Iran has also proposed that an electricity transmission network be built next to the pipeline, connecting the electricity grid of Iran with that of Pakistan. Additionally, Iran has offered to sell 1,000 megawatts hours of electricity to Pakistan at a subsidized rate.

‘Attempts to bypass’
Tehran is making an all-out attempt to impart a new dynamic to its bilateral ties with Pakistan. Tehran traditionally harbored a sense of frustration over the US-Pakistan alliance. Ahmadinejad said recently that Tehran is in possession of “specific evidence” to the effect that the US is planning to seize Pakistan’s nuclear weapons.

Indeed, Iranian intelligence is very active in both Afghanistan and Pakistan, given the US military presence and US support for the terrorist group Jundallah which foments violence in the Sistan-Balochistan region in eastern Iran bordering Pakistan. Tehran has an intelligence sharing mechanism at the bilateral level with Pakistan and most certainly Malik will be discussing ways and means of strengthening the arrangement. Pakistan can help Iran counter Jundallah while Iran can share intelligence regarding the US’ covert activities on Pakistani soil.

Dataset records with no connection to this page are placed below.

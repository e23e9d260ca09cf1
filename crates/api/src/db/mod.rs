//! Storage for the directory.
//!
//! # Backends
//!
//! - `PostgreSQL` when a database URL is configured
//! - an in-process [`MemoryStore`] otherwise (local runs and tests)
//!
//! # Tables
//!
//! - `direccion` - postal addresses
//! - `persona` - people, optionally referencing a `direccion`
//! - `app_user` - API accounts
//!
//! # Migrations
//!
//! Migrations are stored in `crates/api/migrations/` and run via:
//! ```bash
//! cargo run -p directorio-cli -- migrate
//! ```
//!
//! Repositories borrow a [`StoreHandle`], which is acquired once per request
//! and released when the request finishes.

pub mod direcciones;
pub mod memory;
pub mod personas;
pub mod users;

use std::time::Duration;

use secrecy::ExposeSecret;
use serde::Deserialize;
use sqlx::migrate::{MigrateError, Migrator};
use sqlx::pool::PoolConnection;
use sqlx::postgres::PgPoolOptions;
use sqlx::{PgPool, Postgres};
use thiserror::Error;

pub use direcciones::DireccionRepository;
pub use memory::MemoryStore;
pub use personas::PersonaRepository;
pub use users::UserRepository;

/// Embedded schema migrations.
pub static MIGRATOR: Migrator = sqlx::migrate!();

/// Default page size for list operations.
pub const DEFAULT_LIMIT: u32 = 100;

/// Largest page size a client may request.
pub const MAX_LIMIT: u32 = 1000;

/// Errors that can occur during repository operations.
#[derive(Debug, Error)]
pub enum RepositoryError {
    /// Database error from sqlx.
    #[error("database error: {0}")]
    Database(#[from] sqlx::Error),

    /// Data in the store is corrupted or invalid.
    #[error("data corruption: {0}")]
    DataCorruption(String),

    /// Constraint violation (e.g., unique username).
    #[error("constraint violation: {0}")]
    Conflict(String),

    /// A reference points at a row that does not exist.
    #[error("invalid reference: {0}")]
    InvalidReference(String),
}

impl RepositoryError {
    /// Map a sqlx error, turning constraint violations into domain errors.
    pub(crate) fn from_write(e: sqlx::Error, conflict: &str, reference: &str) -> Self {
        if let sqlx::Error::Database(ref db_err) = e {
            if db_err.is_unique_violation() {
                return Self::Conflict(conflict.to_owned());
            }
            if db_err.is_foreign_key_violation() {
                return Self::InvalidReference(reference.to_owned());
            }
        }
        Self::Database(e)
    }
}

/// Create a `PostgreSQL` connection pool with sensible defaults.
///
/// # Errors
///
/// Returns `sqlx::Error` if the connection cannot be established.
pub async fn create_pool(database_url: &secrecy::SecretString) -> Result<PgPool, sqlx::Error> {
    PgPoolOptions::new()
        .max_connections(10)
        .min_connections(2)
        .acquire_timeout(Duration::from_secs(10))
        .connect(database_url.expose_secret())
        .await
}

/// Apply pending migrations.
///
/// # Errors
///
/// Returns `MigrateError` if a migration fails or the history diverges.
pub async fn run_migrations(pool: &PgPool) -> Result<(), MigrateError> {
    MIGRATOR.run(pool).await
}

/// Shared storage backend. Cheap to clone.
#[derive(Clone, Debug)]
pub enum Store {
    /// `PostgreSQL` connection pool.
    Postgres(PgPool),
    /// Process-local tables, lost on exit.
    Memory(MemoryStore),
}

impl Store {
    /// Acquire a handle for one unit of work.
    ///
    /// # Errors
    ///
    /// Returns `RepositoryError::Database` if no connection is available
    /// within the pool's acquire timeout.
    pub async fn acquire(&self) -> Result<StoreHandle, RepositoryError> {
        match self {
            Self::Postgres(pool) => Ok(StoreHandle::Postgres(pool.acquire().await?)),
            Self::Memory(mem) => Ok(StoreHandle::Memory(mem.clone())),
        }
    }

    /// Check that the backend is reachable.
    ///
    /// # Errors
    ///
    /// Returns `RepositoryError::Database` if the database does not answer.
    pub async fn ping(&self) -> Result<(), RepositoryError> {
        match self {
            Self::Postgres(pool) => {
                sqlx::query("SELECT 1").execute(pool).await?;
                Ok(())
            }
            Self::Memory(_) => Ok(()),
        }
    }

    /// Short backend name for logs.
    #[must_use]
    pub const fn kind(&self) -> &'static str {
        match self {
            Self::Postgres(_) => "postgres",
            Self::Memory(_) => "memory",
        }
    }
}

/// A request-scoped handle on the store.
///
/// For `PostgreSQL` this holds a pooled connection, which goes back to the
/// pool when the handle is dropped.
#[derive(Debug)]
pub enum StoreHandle {
    /// A connection checked out of the pool.
    Postgres(PoolConnection<Postgres>),
    /// A clone of the shared in-memory store.
    Memory(MemoryStore),
}

/// Offset/limit pagination for list operations.
#[derive(Debug, Clone, Copy, PartialEq, Eq, Deserialize)]
pub struct Page {
    /// Rows to skip, default 0.
    #[serde(default)]
    pub offset: u32,
    /// Rows to return, default [`DEFAULT_LIMIT`].
    #[serde(default = "default_limit")]
    pub limit: u32,
}

const fn default_limit() -> u32 {
    DEFAULT_LIMIT
}

impl Default for Page {
    fn default() -> Self {
        Self {
            offset: 0,
            limit: DEFAULT_LIMIT,
        }
    }
}

impl Page {
    /// A page starting at `offset` with up to `limit` rows.
    #[must_use]
    pub const fn new(offset: u32, limit: u32) -> Self {
        Self { offset, limit }
    }

    /// The page with its limit capped at [`MAX_LIMIT`].
    #[must_use]
    pub fn clamped(self) -> Self {
        Self {
            offset: self.offset,
            limit: self.limit.min(MAX_LIMIT),
        }
    }

    pub(crate) fn sql_offset(self) -> i64 {
        i64::from(self.offset)
    }

    pub(crate) fn sql_limit(self) -> i64 {
        i64::from(self.limit)
    }

    pub(crate) fn skip(self) -> usize {
        usize::try_from(self.offset).unwrap_or(usize::MAX)
    }

    pub(crate) fn take(self) -> usize {
        usize::try_from(self.limit).unwrap_or(usize::MAX)
    }
}
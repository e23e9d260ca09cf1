//! Response envelope.
//!
//! Every response body leaves the server as
//!
//! ```json
//! { "status": 200, "data": { ... }, "detail": null }
//! ```
//!
//! Handlers return plain `Json<T>` or an `AppError`; [`envelope_middleware`]
//! does the wrapping. An `AppError` marks its response with an
//! [`ErrorDetail`] extension so the middleware can use the client message
//! without parsing the body. Responses produced by the framework itself
//! (unknown methods, extractor rejections) have their body text, or the
//! status reason phrase, moved into `detail`.

use axum::{
    Json,
    body::{Body, to_bytes},
    extract::Request,
    http::{HeaderValue, StatusCode, header},
    middleware::Next,
    response::{IntoResponse, Response},
};
use serde::{Deserialize, Serialize};

/// Largest body the middleware will buffer when rewriting a response.
const MAX_REWRITE_BODY: usize = 2 * 1024 * 1024;

/// Client-facing error message attached to error responses.
#[derive(Debug, Clone)]
pub struct ErrorDetail(pub String);

/// Uniform response wrapper.
#[derive(Debug, Clone, PartialEq, Eq, Serialize, Deserialize)]
pub struct Envelope<T = serde_json::Value> {
    /// HTTP status code, repeated from the response line.
    pub status: u16,
    /// Handler payload; `null` on errors.
    pub data: Option<T>,
    /// Error message; `null` on success.
    pub detail: Option<String>,
}

impl<T> Envelope<T> {
    /// A success envelope carrying `data`.
    #[must_use]
    pub const fn success(status: StatusCode, data: Option<T>) -> Self {
        Self {
            status: status.as_u16(),
            data,
            detail: None,
        }
    }

    /// An error envelope with no data.
    #[must_use]
    pub fn failure(status: StatusCode, detail: impl Into<String>) -> Self {
        Self {
            status: status.as_u16(),
            data: None,
            detail: Some(detail.into()),
        }
    }
}

/// Handler result with a JSON body.
pub type ApiResult<T> = Result<Json<T>, crate::error::AppError>;

fn build(status: StatusCode, detail: Option<String>, bytes: &[u8]) -> Envelope {
    if let Some(detail) = detail {
        return Envelope::failure(status, detail);
    }

    if status.is_success() {
        let data = (!bytes.is_empty()).then(|| {
            serde_json::from_slice(bytes).unwrap_or_else(|_| {
                serde_json::Value::String(String::from_utf8_lossy(bytes).into_owned())
            })
        });
        return Envelope::success(status, data);
    }

    let text = String::from_utf8_lossy(bytes);
    let text = text.trim();
    if text.is_empty() {
        Envelope::failure(status, status.canonical_reason().unwrap_or("Error"))
    } else {
        Envelope::failure(status, text)
    }
}

/// Wrap every response body in an [`Envelope`], keeping the status code.
pub async fn envelope_middleware(request: Request, next: Next) -> Response {
    let response = next.run(request).await;

    let (mut parts, body) = response.into_parts();
    let detail = parts.extensions.remove::<ErrorDetail>().map(|d| d.0);

    let bytes = match to_bytes(body, MAX_REWRITE_BODY).await {
        Ok(bytes) => bytes,
        Err(e) => {
            tracing::error!(error = %e, "failed to buffer response body");
            let envelope =
                Envelope::<()>::failure(StatusCode::INTERNAL_SERVER_ERROR, "Internal server error");
            return (StatusCode::INTERNAL_SERVER_ERROR, Json(envelope)).into_response();
        }
    };

    let envelope = build(parts.status, detail, &bytes);
    let body = match serde_json::to_vec(&envelope) {
        Ok(body) => body,
        Err(e) => {
            tracing::error!(error = %e, "failed to serialize envelope");
            return StatusCode::INTERNAL_SERVER_ERROR.into_response();
        }
    };

    parts.headers.remove(header::CONTENT_LENGTH);
    parts.headers.insert(
        header::CONTENT_TYPE,
        HeaderValue::from_static("application/json"),
    );

    Response::from_parts(parts, Body::from(body))
}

Iran seems to share the estimation by Russia and China that Pakistani foreign policy is on a course correction of reducing Islamabad’s political, economic and military dependence on the US.

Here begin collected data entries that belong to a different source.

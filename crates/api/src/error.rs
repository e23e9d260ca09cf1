//! Unified error handling with Sentry integration.
//!
//! Provides a unified `AppError` type that captures server errors to Sentry
//! before responding. All route handlers return `Result<T, AppError>`; the
//! client message travels to the envelope as an [`ErrorDetail`] extension.

use axum::{
    extract::rejection::{FormRejection, JsonRejection, PathRejection, QueryRejection},
    http::{HeaderValue, StatusCode, header},
    response::{IntoResponse, Response},
};
use thiserror::Error;

use crate::db::RepositoryError;
use crate::models::ValidationError;
use crate::response::ErrorDetail;
use crate::services::auth::AuthError;

/// Application-level error type.
#[derive(Debug, Error)]
pub enum AppError {
    /// Database operation failed.
    #[error("Database error: {0}")]
    Database(#[from] RepositoryError),

    /// Authentication operation failed.
    #[error("Auth error: {0}")]
    Auth(#[from] AuthError),

    /// Resource not found.
    #[error("Not found: {0}")]
    NotFound(String),

    /// Request could not be understood or failed validation.
    #[error("Validation error: {0}")]
    Validation(String),
}

impl From<ValidationError> for AppError {
    fn from(err: ValidationError) -> Self {
        Self::Validation(err.to_string())
    }
}

impl From<JsonRejection> for AppError {
    fn from(rejection: JsonRejection) -> Self {
        Self::Validation(rejection.body_text())
    }
}

impl From<PathRejection> for AppError {
    fn from(rejection: PathRejection) -> Self {
        Self::Validation(rejection.body_text())
    }
}

impl From<QueryRejection> for AppError {
    fn from(rejection: QueryRejection) -> Self {
        Self::Validation(rejection.body_text())
    }
}

impl From<FormRejection> for AppError {
    fn from(rejection: FormRejection) -> Self {
        Self::Validation(rejection.body_text())
    }
}

fn repository_status(err: &RepositoryError) -> StatusCode {
    match err {
        RepositoryError::Conflict(_) => StatusCode::CONFLICT,
        RepositoryError::InvalidReference(_) => StatusCode::UNPROCESSABLE_ENTITY,
        RepositoryError::Database(_) | RepositoryError::DataCorruption(_) => {
            StatusCode::INTERNAL_SERVER_ERROR
        }
    }
}

fn repository_message(err: &RepositoryError) -> String {
    match err {
        RepositoryError::Conflict(msg) | RepositoryError::InvalidReference(msg) => msg.clone(),
        RepositoryError::Database(_) | RepositoryError::DataCorruption(_) => {
            "Internal server error".to_owned()
        }
    }
}

impl AppError {
    /// HTTP status for this error.
    #[must_use]
    pub fn status(&self) -> StatusCode {
        match self {
            Self::Database(err) | Self::Auth(AuthError::Repository(err)) => repository_status(err),
            Self::Auth(err) => match err {
                AuthError::CredentialsInvalid | AuthError::IncorrectLogin => {
                    StatusCode::UNAUTHORIZED
                }
                AuthError::Validation(_) => StatusCode::UNPROCESSABLE_ENTITY,
                AuthError::UserAlreadyExists => StatusCode::CONFLICT,
                AuthError::PasswordHash | AuthError::Token(_) | AuthError::Repository(_) => {
                    StatusCode::INTERNAL_SERVER_ERROR
                }
            },
            Self::NotFound(_) => StatusCode::NOT_FOUND,
            Self::Validation(_) => StatusCode::UNPROCESSABLE_ENTITY,
        }
    }

    /// Client-facing message. Never exposes internal details.
    #[must_use]
    pub fn message(&self) -> String {
        match self {
            Self::Database(err) | Self::Auth(AuthError::Repository(err)) => {
                repository_message(err)
            }
            Self::Auth(err) => match err {
                AuthError::CredentialsInvalid => "Could not validate credentials".to_owned(),
                AuthError::IncorrectLogin => "Incorrect username or password".to_owned(),
                AuthError::Validation(e) => e.to_string(),
                AuthError::UserAlreadyExists => "User already exists".to_owned(),
                AuthError::PasswordHash | AuthError::Token(_) | AuthError::Repository(_) => {
                    "Internal server error".to_owned()
                }
            },
            Self::NotFound(msg) | Self::Validation(msg) => msg.clone(),
        }
    }
}

impl IntoResponse for AppError {
    fn into_response(self) -> Response {
        let status = self.status();

        // Capture server errors to Sentry
        if status.is_server_error() {
            let event_id = sentry::capture_error(&self);
            tracing::error!(
                error = %self,
                sentry_event_id = %event_id,
                "Request error"
            );
        } else {
            tracing::debug!(error = %self, status = status.as_u16(), "Request rejected");
        }

        let message = self.message();
        let mut response = (status, message.clone()).into_response();
        response.extensions_mut().insert(ErrorDetail(message));

        if status == StatusCode::UNAUTHORIZED {
            response
                .headers_mut()
                .insert(header::WWW_AUTHENTICATE, HeaderValue::from_static("Bearer"));
        }

        response
    }
}

/// Result type alias for `AppError`.
pub type Result<T> = std::result::Result<T, AppError>;

/// Set the Sentry user context for the authenticated user.
pub fn set_sentry_user(user_id: &impl ToString, username: &str) {
    sentry::configure_scope(|scope| {
        scope.set_user(Some(sentry::User {
            id: Some(user_id.to_string()),
            username: Some(username.to_owned()),
            ..Default::default()
        }));
    });
}
//! Direccion route handlers.

use axum::Json;
use tracing::instrument;

use directorio_core::DireccionId;

use super::extract::{PathParam, Payload, QueryParams};
use crate::db::{DireccionRepository, Page};
use crate::error::AppError;
use crate::middleware::{RequestContext, RequireAuth};
use crate::models::{DireccionIn, DireccionOut};
use crate::response::ApiResult;

/// List addresses.
#[instrument(skip_all, fields(offset = page.offset, limit = page.limit))]
pub async fn list(
    QueryParams(page): QueryParams<Page>,
    mut ctx: RequestContext,
) -> ApiResult<Vec<DireccionOut>> {
    let direcciones = DireccionRepository::new(ctx.store())
        .list(page.clamped())
        .await?;

    Ok(Json(direcciones.into_iter().map(DireccionOut::from).collect()))
}

/// Show one address.
#[instrument(skip_all, fields(direccion_id = %id))]
pub async fn show(
    PathParam(id): PathParam<DireccionId>,
    mut ctx: RequestContext,
) -> ApiResult<DireccionOut> {
    let direccion = DireccionRepository::new(ctx.store())
        .get(id)
        .await?
        .ok_or_else(|| AppError::NotFound("Direccion not found".to_owned()))?;

    Ok(Json(direccion.into()))
}

/// Create an address.
#[instrument(skip_all)]
pub async fn create(
    RequireAuth(mut ctx): RequireAuth,
    Payload(input): Payload<DireccionIn>,
) -> ApiResult<DireccionOut> {
    let new = input.into_new()?;
    let direccion = DireccionRepository::new(ctx.store()).create(&new).await?;

    tracing::info!(direccion_id = %direccion.id, "direccion created");
    Ok(Json(direccion.into()))
}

Equally, Tehran factors in that the US is keeping both Islamabad and Kabul at arm’s length over its dealings with the Taliban and is adopting a method of sharing information with these key partners on a need-to-know basis.

Last Saturday, Karzai utilized a nationwide address to lash out at the US to the extent of exposing that US is already holding direct talks with the Taliban. Significantly, Pakistan swiftly took the cue from Karzai and made a strong demarche in the same regard with the Americans on Monday.

Senior Pakistani officials have reportedly conveyed concerns to visiting US deputy special representative Frank Ruggiero about Washington’s “attempts to bypass” Islamabad and to deliberately keep Pakistan at bay about its efforts to seek a peace deal with the Taliban ahead of the phased withdrawal from Afghanistan.

The statement issued by the Pakistani Foreign Ministry after talks between State Minister Foreign Affairs Hina Rabbani Khar and Ruggiero in Islamabad on Monday said: “The minister underscored the importance of clarity and strategic coherence as well as transparency to facilitate the Afghan people and the Afghan government in the process for peace and reconciliation.”

The Pakistani newspaper Tribune quoted a Pakistani diplomat, who is posted in Kabul, as alleging that Islamabad is being kept in the dark by the US over its recent contacts with the Taliban. “We do know that some meetings have taken place between the US officials and the Afghan Taliban in Germany and Qatar. It seems Pakistan is being deliberately kept out by the US to minimize our role in future political dispensation of Afghanistan,” he insisted.

Again, Dawn newspaper quoted an unnamed Pakistani officials as saying, “On one hand they [the Americans] are talking to Mullah Omar’s aide, but on the other the Taliban leader is on the list of the five men that they [the Americans] want to be taken out,” asking acerbically if there could be space in the US’s political dialogue for the Haqqani network as well.

However, it will be a rush to judgment to conclude that Islamabad and Kabul are coordinating their opposition to the US. The Afghan-Pakistan relationship remains highly problematic, the trust deficit is substantial and a radical improvement in the climate of relations proved elusive.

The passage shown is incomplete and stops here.